This photo taken in October 2016 shows an aboveground section of Enbridge’s Line 5 at the Mackinaw City, Mich., pump station. Business leaders from across the United States and Canada are again wading into the fray over Line 5, accusing the state of Michigan of dragging its heels to ensure the controversial cross-border pipeline remains in a state of legal limbo even as both countries contend with a looming energy crisis. THE CANADIAN PRESS/AP-John Flesher

WASHINGTON — Business leaders from the United States and Canada are again wading into the fray over Line 5, accusing the state of Michigan of dragging its heels to ensure the controversial cross-border pipeline remains in a state of legal limbo even as both countries contend with a looming energy crisis.

In a new joint amicus brief, the Canadian Chamber of Commerce, its U.S. counterpart and chambers in Michigan, Ohio, Pennsylvania and Wisconsin reiterate their concern that shutting down the Enbridge Inc. pipeline would have “tremendous negative consequences” on both sides of the border.

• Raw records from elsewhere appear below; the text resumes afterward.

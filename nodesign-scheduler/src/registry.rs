//! Node registry for the reference scheduler.
//!
//! Records which nodes have been registered, the id of the rune last issued
//! to each, and where each node has been scheduled. State is persisted as
//! JSON after every change so assignments survive restarts. Changes are
//! applied to a copy and only become visible once they are on disk.

use nodesign_signer::{Network, NodeId};
use rand::rngs::OsRng;
use rand::RngCore;
use serde::{Deserialize, Serialize};
use std::collections::BTreeMap;
use std::fs::{self, File};
use std::io::{BufReader, BufWriter, Write};
use std::path::PathBuf;
use thiserror::Error;
use tracing::{debug, info};
use zeroize::Zeroizing;

/// Length of the secret runes are derived from.
pub const RUNE_SECRET_LEN: usize = 32;

/// Errors from the node registry.
#[derive(Debug, Error)]
pub enum RegistryError {
    #[error("Node {0} is already registered")]
    AlreadyRegistered(NodeId),

    #[error("Node {0} is not registered")]
    NotRegistered(NodeId),

    #[error("Failed to persist registry: {0}")]
    PersistError(#[from] std::io::Error),

    #[error("Failed to parse registry file: {0}")]
    ParseError(#[from] serde_json::Error),

    #[error("Invalid rune secret in registry file")]
    InvalidRuneSecret,
}

/// Where a node has been provisioned.
#[derive(Debug, Clone, PartialEq, Eq, Serialize, Deserialize)]
pub struct Assignment {
    pub grpc_uri: String,
    pub session_id: String,
    /// Unix timestamp of the first schedule
    pub scheduled_at: u64,
}

/// Registry entry for one node.
#[derive(Debug, Clone, Serialize, Deserialize)]
pub struct NodeRecord {
    pub network: Network,
    pub registered_at: u64,
    /// Unix timestamp of the most recent recovery, if any
    pub recovered_at: Option<u64>,
    /// Unique id of the master rune issued at the most recent enrolment
    pub rune_id: String,
    pub assignment: Option<Assignment>,
}

/// Persistent registry contents.
#[derive(Debug, Clone, Default, Serialize, Deserialize)]
pub struct RegistryState {
    /// Hex secret every master rune is derived from
    #[serde(default)]
    pub rune_secret: String,
    /// Number of runes issued so far; the next unique id
    #[serde(default)]
    pub runes_issued: u64,
    /// Map from hex node id to its record
    pub nodes: BTreeMap<String, NodeRecord>,
}

/// Registry of enrolled nodes backed by a JSON file.
pub struct NodeRegistry {
    state_file: PathBuf,
    state: RegistryState,
    rune_secret: Zeroizing<[u8; RUNE_SECRET_LEN]>,
}

impl NodeRegistry {
    /// Open the registry at `state_file`, starting empty if it does not exist.
    pub fn open(state_file: PathBuf) -> Result<Self, RegistryError> {
        let mut state = if state_file.exists() {
            info!("Loading node registry from {:?}", state_file);
            let file = File::open(&state_file)?;
            serde_json::from_reader(BufReader::new(file))?
        } else {
            info!("Creating new node registry at {:?}", state_file);
            RegistryState::default()
        };

        let mut rune_secret = Zeroizing::new([0u8; RUNE_SECRET_LEN]);
        if state.rune_secret.is_empty() {
            OsRng.fill_bytes(&mut rune_secret[..]);
            state.rune_secret = hex::encode(&rune_secret[..]);
        } else {
            let decoded = Zeroizing::new(
                hex::decode(&state.rune_secret).map_err(|_| RegistryError::InvalidRuneSecret)?,
            );
            if decoded.len() != RUNE_SECRET_LEN {
                return Err(RegistryError::InvalidRuneSecret);
            }
            rune_secret.copy_from_slice(&decoded);
        }

        Ok(Self {
            state_file,
            state,
            rune_secret,
        })
    }

    pub fn get(&self, node_id: &NodeId) -> Option<&NodeRecord> {
        self.state.nodes.get(&node_id.to_hex())
    }

    pub fn len(&self) -> usize {
        self.state.nodes.len()
    }

    pub fn is_empty(&self) -> bool {
        self.state.nodes.is_empty()
    }

    /// Secret the scheduler derives master runes from.
    pub fn rune_secret(&self) -> &[u8; RUNE_SECRET_LEN] {
        &self.rune_secret
    }

    /// Number of nodes currently holding an assignment.
    pub fn assignment_count(&self) -> usize {
        self.state
            .nodes
            .values()
            .filter(|record| record.assignment.is_some())
            .count()
    }

    /// Add a new node.
    ///
    /// Returns the unique id of the node's first master rune.
    pub fn register(
        &mut self,
        node_id: &NodeId,
        network: Network,
    ) -> Result<String, RegistryError> {
        let key = node_id.to_hex();
        if self.state.nodes.contains_key(&key) {
            return Err(RegistryError::AlreadyRegistered(*node_id));
        }

        let mut next = self.state.clone();
        let rune_id = next_rune_id(&mut next);
        next.nodes.insert(
            key,
            NodeRecord {
                network,
                registered_at: current_timestamp(),
                recovered_at: None,
                rune_id: rune_id.clone(),
                assignment: None,
            },
        );

        self.commit(next)?;
        info!("Registered node {} on {}", node_id, network);
        Ok(rune_id)
    }

    /// Issue a new rune id for an existing node after recovery, which
    /// invalidates runes carrying the previous one.
    pub fn recover(&mut self, node_id: &NodeId) -> Result<String, RegistryError> {
        let key = node_id.to_hex();
        if !self.state.nodes.contains_key(&key) {
            return Err(RegistryError::NotRegistered(*node_id));
        }

        let mut next = self.state.clone();
        let rune_id = next_rune_id(&mut next);
        if let Some(record) = next.nodes.get_mut(&key) {
            record.rune_id = rune_id.clone();
            record.recovered_at = Some(current_timestamp());
        }

        self.commit(next)?;
        info!("Recovered node {}", node_id);
        Ok(rune_id)
    }

    /// Record an assignment for a node, keeping any existing one.
    ///
    /// Returns the assignment now in effect.
    pub fn assign(
        &mut self,
        node_id: &NodeId,
        grpc_uri: String,
        session_id: String,
    ) -> Result<Assignment, RegistryError> {
        let key = node_id.to_hex();
        let record = self
            .state
            .nodes
            .get(&key)
            .ok_or(RegistryError::NotRegistered(*node_id))?;
        if let Some(existing) = &record.assignment {
            return Ok(existing.clone());
        }

        let assignment = Assignment {
            grpc_uri,
            session_id,
            scheduled_at: current_timestamp(),
        };
        let mut next = self.state.clone();
        if let Some(record) = next.nodes.get_mut(&key) {
            record.assignment = Some(assignment.clone());
        }

        self.commit(next)?;
        debug!("Assigned node {} to {}", node_id, assignment.grpc_uri);
        Ok(assignment)
    }

    /// Current contents (for diagnostics).
    pub fn state(&self) -> &RegistryState {
        &self.state
    }

    /// Persist `next` and make it the current state.
    fn commit(&mut self, next: RegistryState) -> Result<(), RegistryError> {
        self.persist(&next)?;
        self.state = next;
        Ok(())
    }

    /// Write `state` to disk via a temp file and rename.
    fn persist(&self, state: &RegistryState) -> Result<(), RegistryError> {
        let temp_path = self.state_file.with_extension("tmp");

        if let Some(parent) = self.state_file.parent().filter(|p| !p.as_os_str().is_empty()) {
            fs::create_dir_all(parent)?;
        }

        let file = File::create(&temp_path)?;
        #[cfg(unix)]
        {
            use std::os::unix::fs::PermissionsExt;
            file.set_permissions(fs::Permissions::from_mode(0o600))?;
        }
        let mut writer = BufWriter::new(file);
        serde_json::to_writer_pretty(&mut writer, state)?;
        writer.flush()?;
        writer.get_ref().sync_all()?;

        fs::rename(&temp_path, &self.state_file)?;

        debug!("Persisted node registry ({} nodes)", state.nodes.len());
        Ok(())
    }
}

fn next_rune_id(state: &mut RegistryState) -> String {
    let id = state.runes_issued;
    state.runes_issued += 1;
    id.to_string()
}

fn current_timestamp() -> u64 {
    use std::time::{SystemTime, UNIX_EPOCH};
    SystemTime::now()
        .duration_since(UNIX_EPOCH)
        .unwrap_or_default()
        .as_secs()
}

“Such a shutdown would constrain an already disrupted energy supply, an especially problematic development given recent decisions related to importation of petroleum products from Russia,” reads the brief, a copy of which was obtained by The Canadian Press.

Gasoline prices have been spiking across the U.S. and Canada, a combination of production and supply-chain pressures created by the COVID-19 pandemic and exacerbated by bans on imports of Russian energy, part of the global effort to sanction Russia over its ongoing invasion of Ukraine.

The dispute over Line 5 has been raging since November 2020, when Gov. Gretchen Whitmer — citing the risk of a spill in the ecologically sensitive Straits of Mackinac, where the line crosses the Great Lakes — abruptly revoked the easement that had allowed it to operate since 1953.

Enbridge insists the pipeline is safe and has already received a level of state approval for a $500-million concrete tunnel beneath the straits that would house the line’s twin pipes and protect them from anchor strikes. The company has repeatedly insisted it would not shut down the pipeline voluntarily.

The court dispute, however, has less to do with pipeline safety and environmental impact than it does with legal jurisdiction. Whitmer and Michigan Attorney General Dana Nessel have been trying to get the case heard in state court, while Calgary-based Enbridge has argued successfully that it belongs before a federal judge.

Enbridge won that argument last fall, prompting Michigan to abandon that challenge, instead taking up a separate case that was still at the county court level. That case is once again seized with the identical question of whether the dispute should be elevated to federal court.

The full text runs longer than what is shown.